Long-Term Strategy Advice: Stick With Dividend-Paying Stocks

by Louis Navellier | November 17, 2013 9:00 am

In pondering possible topics for this week, I ran into an interesting chart from FactSet showing how dividend stocks have performed in the past 20 years relative to the shares of companies offering smaller dividends.

In the September 16, 2013 issue of Dividends Quarterly, FactSet divided S&P 500 dividend-paying companies into quartiles (ignoring all non-dividend-paying companies). Quartile 1 includes the group of S&P companies with the highest yields. This chart caught my eye, since dividend-paying stocks have been underperforming those that do not pay dividends since June 2012.

This chart helps put dividends in longer perspective by showing how much dividend-paying stocks have been outperforming since 2000. Going back 20 years, there were several periods of dividend-stock under-performance, the longest of which was the 3-year run-up to the March 2000 peak in NASDAQ.

The moral here is that “pigs can fly” for extended periods of time but, sooner or later, companies with stable and growing businesses—many of which pay dividends—will likely win over the long term.

All this data led me to ask this key question: What happened in June 2012 that caused dividend-paying companies to underperform non-dividend stocks since then?

Why did Dividend-Paying Stocks Underperform after Mid-2012?

On June 4, 2012, the S&P 500 made a low of 1266.74 at the end of a sharp bull market correction that started in May of that year. Despite some sharp but shallow corrections since then, the S&P 500 has been rallying for over 17 months, recently making new all-time highs.

Here’s another clue: The 10-year Treasury note yield hit what was at the time an all-time low of 1.44% on June 1, 2012. It then made another low in July 2012 at 1.39%. At last look, the 10-year note yield is 2.75% (on news of a much-stronger-than-expected October employment report). Naturally, as the 10-year Treasury yield has practically doubled since 2012, dividend stocks have been somewhat pressured.

I am writing this not to predict an end to dividend stock under-performance at this precise moment, but to stress that such periods have come and gone over the past 20 years. Over that long stretch, dividend-paying stocks have clearly been “the place to be.” There has always been an “interest-rate sensitivity” issue, in which spiking interest rates pressure higher-yielding stocks while falling rates help them. But as the 10-year Treasury note stops coming under pressure from QE tapering expectations—exacerbated by a stronger-than-expected October jobs report—an end to dividend stock underperformance should ensue.

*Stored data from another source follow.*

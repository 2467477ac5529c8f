// Copyright 2026 the user-code runner authors. MIT license.

//! The interface through which the runner drives the sandboxing runtime:
//! create one module per emitted file, link modules by specifier, evaluate
//! the root with a wall-clock budget. The runtime itself (and its timeout
//! enforcement) is an external collaborator.

use async_trait::async_trait;
use std::cell::RefCell;
use std::collections::HashMap;
use std::fmt;
use std::rc::Rc;
use std::time::Duration;

use crate::error::AnyError;

/// An ambient value exchanged with evaluated modules.
pub type Value = serde_json::Value;

/// A host function callable from inside the sandbox.
pub type HostFn = Rc<dyn Fn(&[Value]) -> Value>;

/// One ambient binding in an evaluation context.
#[derive(Clone)]
pub enum Binding {
  /// Declared but never assigned.
  Unset,
  Value(Value),
  Function(HostFn),
}

impl fmt::Debug for Binding {
  fn fmt(&self, f: &mut fmt::Formatter) -> fmt::Result {
    match self {
      Binding::Unset => write!(f, "Unset"),
      Binding::Value(v) => write!(f, "Value({})", v),
      Binding::Function(_) => write!(f, "Function(..)"),
    }
  }
}

/// Caller-owned handle through which ambient bindings (`args`, `result`,
/// injected globals) are exchanged with evaluated modules. Cloning yields
/// another handle to the same bindings, which is how the sandbox keeps hold
/// of the context a module was created against. Not re-entrant: each run
/// overwrites `args` and `result`, so sharing one context between
/// concurrent runs is undefined behavior.
#[derive(Clone, Debug, Default)]
pub struct EvalContext {
  bindings: Rc<RefCell<HashMap<String, Binding>>>,
}

impl EvalContext {
  pub fn new() -> Self {
    Self::default()
  }

  pub fn inject(&self, name: impl Into<String>, binding: Binding) {
    self.bindings.borrow_mut().insert(name.into(), binding);
  }

  pub fn get(&self, name: &str) -> Option<Binding> {
    self.bindings.borrow().get(name).cloned()
  }
}

/// Identifier of a module instantiated inside the sandbox.
#[derive(Clone, Copy, Debug, PartialEq, Eq, Hash)]
pub struct ModuleId(pub i32);

/// A fault raised by module evaluation. `stack` is the raw V8-style stack
/// text, innermost frame first; a timeout carries the runtime's own timeout
/// message and whatever stack it captured.
#[derive(Clone, Debug, PartialEq)]
pub struct EvaluationFault {
  pub message: String,
  pub stack: String,
}

impl EvaluationFault {
  pub fn new(message: impl Into<String>, stack: impl Into<String>) -> Self {
    Self {
      message: message.into(),
      stack: stack.into(),
    }
  }
}

/// The sandboxing runtime. Modules are identified by the id returned from
/// `mod_new`; the context handed to `mod_new` is where the module reads and
/// writes ambient bindings.
#[async_trait(?Send)]
pub trait Sandbox {
  /// Compiles `code` into a module labeled `identifier`, bound to `ctx`.
  fn mod_new(
    &mut self,
    identifier: &str,
    code: &str,
    ctx: &EvalContext,
  ) -> Result<ModuleId, AnyError>;

  /// Resolves each of the module's import specifiers through `resolve`.
  /// A `None` resolution fails the link.
  fn mod_link(
    &mut self,
    id: ModuleId,
    resolve: &mut dyn FnMut(&str) -> Option<ModuleId>,
  ) -> Result<(), AnyError>;

  /// Evaluates the module graph rooted at `id`, imports first, within
  /// `timeout`. On timeout no partial result is observable.
  async fn mod_evaluate(
    &mut self,
    id: ModuleId,
    timeout: Duration,
  ) -> Result<(), EvaluationFault>;
}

What’s Next for Treasury Bonds – and Dividends?

Theoretically, the 10-year note yield can rise substantially at some point in the future, but few have contemplated publicly that the 10-year note yield could fall and still make a fresh low below the 1.39% mark from 2012. I am not a technician, but I know an up-trend is defined by higher lows and higher highs and a down-trend is defined by lower lows and lower highs.

As things stand now, the 10-year Treasury note yield is still very much in a downtrend in a bull market for bond prices that began in 1981.

Inflation is low and falling, while the U.S. economy has again begun to de-leverage. Debt levels relative to GDP are declining again, which is historically consistent with subdued inflation or deflation.

I am convinced QE was an attempt to re-leverage the U.S. economy—to get everyone to borrow more money and spend it. So far, it has not succeeded in that goal. This means QE may continue under the new Fed Chairwoman, who is due to take office in February. In my opinion, without QE, deleveraging could bring deflation and Japanese-style interest rates. (For more on Bernanke’s inability to re-leverage the economy, see my MarketWatch article, “How to know if Bernanke failed.”)

I am not yet calling for a repetition of Japan, where 10-year yields still made a fresh all-time low in 2013 after everyone called the low in 2003, but I am simply noting that in a situation of ongoing deleveraging, interest rates and inflation can remain subdued for a long time. Looking for a bear market in bonds is something of a “lost cause,” despite sharp selloffs of the type we experienced last summer.

Even if bonds stage a rally from here—on renewed QE commitment from Yellen or further falling inflation or both—they have become a trading vehicle for fund managers. I believe buy-and-hold individual investors are still better off with dividend-paying stocks than timing low-yielding Treasury bonds.